** What needs to be done **
Word by word and line by line, write out all of the records.

- - - - - - -

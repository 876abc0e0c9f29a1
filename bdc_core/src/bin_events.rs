//! Reading, diffing and writing the `Bin Day` events of the calendar.

use chrono::{DateTime, Duration, Utc};
use log::info;
use regex::Regex;

use crate::{
    google_calendar::{CalendarPort, EventDate, EventResource, ReminderOverride, Reminders},
    model::{CollectionEvent, ExistingEvent},
    throttle::Throttle,
    Result,
};

/// The calendar accepts about one write per second from a service account.
pub static WRITE_INTERVAL: std::time::Duration = std::time::Duration::from_millis(1000);
/// Reminders pop up the day before the collection.
static REMINDER_MINUTES: u32 = 60 * 24;
static FORMAT: &str = "%Y-%m-%d";

/// Get the bin events starting from `now` which are already in the calendar.
pub async fn upcoming_bin_events(
    calendar: &dyn CalendarPort,
    now: DateTime<Utc>,
) -> Result<Vec<ExistingEvent>> {
    let summary_regex = Regex::new(r"^Bin Day - (.*?)$").unwrap();
    let events = calendar.list_upcoming(now).await?;
    let bin_events = events
        .into_iter()
        .filter_map(|event| {
            let date = event.start.as_ref().and_then(EventDate::day)?;
            let kind = summary_regex.captures(&event.summary)?[1].to_owned();
            Some(ExistingEvent {
                date,
                title: event.summary,
                kind,
            })
        })
        .collect();
    Ok(bin_events)
}

/// Keep the candidates on days which have no bin event yet.
///
/// Only the day is compared: any bin event on a day blocks every candidate on that day.
pub fn filter_existing(
    candidates: &[CollectionEvent],
    existing: &[ExistingEvent],
) -> Vec<CollectionEvent> {
    candidates
        .iter()
        .filter(|candidate| {
            !existing
                .iter()
                .any(|existing_event| existing_event.date == candidate.date)
        })
        .copied()
        .collect()
}

/// Build the all-day calendar event for a collection.
pub fn build_event(event: &CollectionEvent) -> EventResource {
    EventResource {
        summary: event.summary(),
        start: Some(EventDate::all_day(event.date)),
        end: Some(EventDate::all_day(event.date + Duration::days(1))),
        transparency: Some(String::from("transparent")),
        reminders: Some(Reminders {
            use_default: false,
            overrides: vec![ReminderOverride {
                method: String::from("popup"),
                minutes: REMINDER_MINUTES,
            }],
        }),
    }
}

/// Insert the events one at a time, paced by `throttle`.
///
/// The first failed insertion aborts the remaining ones; events inserted before it stay.
pub async fn create_events(
    calendar: &dyn CalendarPort,
    events: &[CollectionEvent],
    throttle: &mut Throttle,
) -> Result<usize> {
    for event in events {
        throttle
            .run(|| async {
                info!(
                    "creating event: {}: {}",
                    event.summary(),
                    event.date.format(FORMAT)
                );
                calendar.insert(&build_event(event)).await
            })
            .await?;
    }
    Ok(events.len())
}
//! Collection events as scraped from the council and as found in the calendar.

use std::{fmt, str::FromStr};

use chrono::NaiveDate;

/// Every bin event in the calendar is titled with this prefix followed by the type.
pub static SUMMARY_PREFIX: &str = "Bin Day - ";

#[derive(Debug, Clone, Copy, PartialEq, Eq, Hash)]
pub enum CollectionType {
    Refuse,
    Recycling,
    Garden,
}

impl fmt::Display for CollectionType {
    fn fmt(&self, formatter: &mut fmt::Formatter<'_>) -> fmt::Result {
        let label = match self {
            CollectionType::Refuse => "Refuse",
            CollectionType::Recycling => "Recycling",
            CollectionType::Garden => "Garden",
        };
        write!(formatter, "{label}")
    }
}

impl FromStr for CollectionType {
    type Err = String;

    fn from_str(value: &str) -> Result<Self, Self::Err> {
        match value {
            "Refuse" => Ok(CollectionType::Refuse),
            "Recycling" => Ok(CollectionType::Recycling),
            "Garden" => Ok(CollectionType::Garden),
            other => Err(format!("unknown collection type {other:?}")),
        }
    }
}

/// A collection date read from the council's page.
#[derive(Debug, Clone, Copy, PartialEq, Eq)]
pub struct CollectionEvent {
    pub kind: CollectionType,
    pub date: NaiveDate,
}

impl CollectionEvent {
    pub fn new(kind: CollectionType, date: NaiveDate) -> Self {
        Self { kind, date }
    }

    /// The calendar title of this event.
    pub fn summary(&self) -> String {
        format!("{SUMMARY_PREFIX}{}", self.kind)
    }
}

/// A bin event which is already in the calendar.
///
/// `kind` is whatever followed the prefix in the title, it is not validated.
#[derive(Debug, Clone, PartialEq, Eq)]
pub struct ExistingEvent {
    pub date: NaiveDate,
    pub title: String,
    pub kind: String,
}

#[cfg(test)]
mod tests {
    use std::str::FromStr;

    use chrono::NaiveDate;

    use crate::model::{CollectionEvent, CollectionType};

    #[test]
    fn test_summary() {
        let event = CollectionEvent::new(
            CollectionType::Recycling,
            NaiveDate::from_ymd_opt(2024, 6, 3).unwrap(),
        );
        assert_eq!(event.summary(), "Bin Day - Recycling");
    }

    #[test]
    fn test_collection_type_from_str() {
        for kind in [
            CollectionType::Refuse,
            CollectionType::Recycling,
            CollectionType::Garden,
        ] {
            assert_eq!(CollectionType::from_str(&kind.to_string()), Ok(kind));
        }
        assert!(CollectionType::from_str("Food").is_err());
    }
}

- - - - - - -

** Answer to this exercise **
repository 876abc0e0c9f29a1
filename bdc_core/src/bin_events.rs
//! Reading, diffing and writing the `Bin Day` events of the calendar.

use chrono::{DateTime, Duration, Utc};
use log::info;
use regex::Regex;

use crate::{
    google_calendar::{CalendarPort, EventDate, EventResource, ReminderOverride, Reminders},
    model::{CollectionEvent, ExistingEvent},
    throttle::Throttle,
    Result,
};

/// The calendar accepts about one write per second from a service account.
pub static WRITE_INTERVAL: std::time::Duration = std::time::Duration::from_millis(1000);
/// Reminders pop up the day before the collection.
static REMINDER_MINUTES: u32 = 60 * 24;
static FORMAT: &str = "%Y-%m-%d";

/// Get the bin events starting from `now` which are already in the calendar.
pub async fn upcoming_bin_events(
    calendar: &dyn CalendarPort,
    now: DateTime<Utc>,
) -> Result<Vec<ExistingEvent>> {
    let summary_regex = Regex::new(r"^Bin Day - (.*?)$").unwrap();
    let events = calendar.list_upcoming(now).await?;
    let bin_events = events
        .into_iter()
        .filter_map(|event| {
            let date = event.start.as_ref().and_then(EventDate::day)?;
            let kind = summary_regex.captures(&event.summary)?[1].to_owned();
            Some(ExistingEvent {
                date,
                title: event.summary,
                kind,
            })
        })
        .collect();
    Ok(bin_events)
}

/// Keep the candidates on days which have no bin event yet.
///
/// Only the day is compared: any bin event on a day blocks every candidate on that day.
pub fn filter_existing(
    candidates: &[CollectionEvent],
    existing: &[ExistingEvent],
) -> Vec<CollectionEvent> {
    candidates
        .iter()
        .filter(|candidate| {
            !existing
                .iter()
                .any(|existing_event| existing_event.date == candidate.date)
        })
        .copied()
        .collect()
}

/// Build the all-day calendar event for a collection.
pub fn build_event(event: &CollectionEvent) -> EventResource {
    EventResource {
        summary: event.summary(),
        start: Some(EventDate::all_day(event.date)),
        end: Some(EventDate::all_day(event.date + Duration::days(1))),
        transparency: Some(String::from("transparent")),
        reminders: Some(Reminders {
            use_default: false,
            overrides: vec![ReminderOverride {
                method: String::from("popup"),
                minutes: REMINDER_MINUTES,
            }],
        }),
    }
}

/// Insert the events one at a time, paced by `throttle`.
///
/// The first failed insertion aborts the remaining ones; events inserted before it stay.
pub async fn create_events(
    calendar: &dyn CalendarPort,
    events: &[CollectionEvent],
    throttle: &mut Throttle,
) -> Result<usize> {
    for event in events {
        throttle
            .run(|| async {
                info!(
                    "creating event: {}: {}",
                    event.summary(),
                    event.date.format(FORMAT)
                );
                calendar.insert(&build_event(event)).await
            })
            .await?;
    }
    Ok(events.len())
}
//! Collection events as scraped from the council and as found in the calendar.

use std::{fmt, str::FromStr};

use chrono::NaiveDate;

/// Every bin event in the calendar is titled with this prefix followed by the type.
pub static SUMMARY_PREFIX: &str = "Bin Day - ";

#[derive(Debug, Clone, Copy, PartialEq, Eq, Hash)]
pub enum CollectionType {
    Refuse,
    Recycling,
    Garden,
}

impl fmt::Display for CollectionType {
    fn fmt(&self, formatter: &mut fmt::Formatter<'_>) -> fmt::Result {
        let label = match self {
            CollectionType::Refuse => "Refuse",
            CollectionType::Recycling => "Recycling",
            CollectionType::Garden => "Garden",
        };
        write!(formatter, "{label}")
    }
}

impl FromStr for CollectionType {
    type Err = String;

    fn from_str(value: &str) -> Result<Self, Self::Err> {
        match value {
            "Refuse" => Ok(CollectionType::Refuse),
            "Recycling" => Ok(CollectionType::Recycling),
            "Garden" => Ok(CollectionType::Garden),
            other => Err(format!("unknown collection type {other:?}")),
        }
    }
}

/// A collection date read from the council's page.
#[derive(Debug, Clone, Copy, PartialEq, Eq)]
pub struct CollectionEvent {
    pub kind: CollectionType,
    pub date: NaiveDate,
}

impl CollectionEvent {
    pub fn new(kind: CollectionType, date: NaiveDate) -> Self {
        Self { kind, date }
    }

    /// The calendar title of this event.
    pub fn summary(&self) -> String {
        format!("{SUMMARY_PREFIX}{}", self.kind)
    }
}

/// A bin event which is already in the calendar.
///
/// `kind` is whatever followed the prefix in the title, it is not validated.
#[derive(Debug, Clone, PartialEq, Eq)]
pub struct ExistingEvent {
    pub date: NaiveDate,
    pub title: String,
    pub kind: String,
}

#[cfg(test)]
mod tests {
    use std::str::FromStr;

    use chrono::NaiveDate;

    use crate::model::{CollectionEvent, CollectionType};

    #[test]
    fn test_summary() {
        let event = CollectionEvent::new(
            CollectionType::Recycling,
            NaiveDate::from_ymd_opt(2024, 6, 3).unwrap(),
        );
        assert_eq!(event.summary(), "Bin Day - Recycling");
    }

    #[test]
    fn test_collection_type_from_str() {
        for kind in [
            CollectionType::Refuse,
            CollectionType::Recycling,
            CollectionType::Garden,
        ] {
            assert_eq!(CollectionType::from_str(&kind.to_string()), Ok(kind));
        }
        assert!(CollectionType::from_str("Food").is_err());
    }
}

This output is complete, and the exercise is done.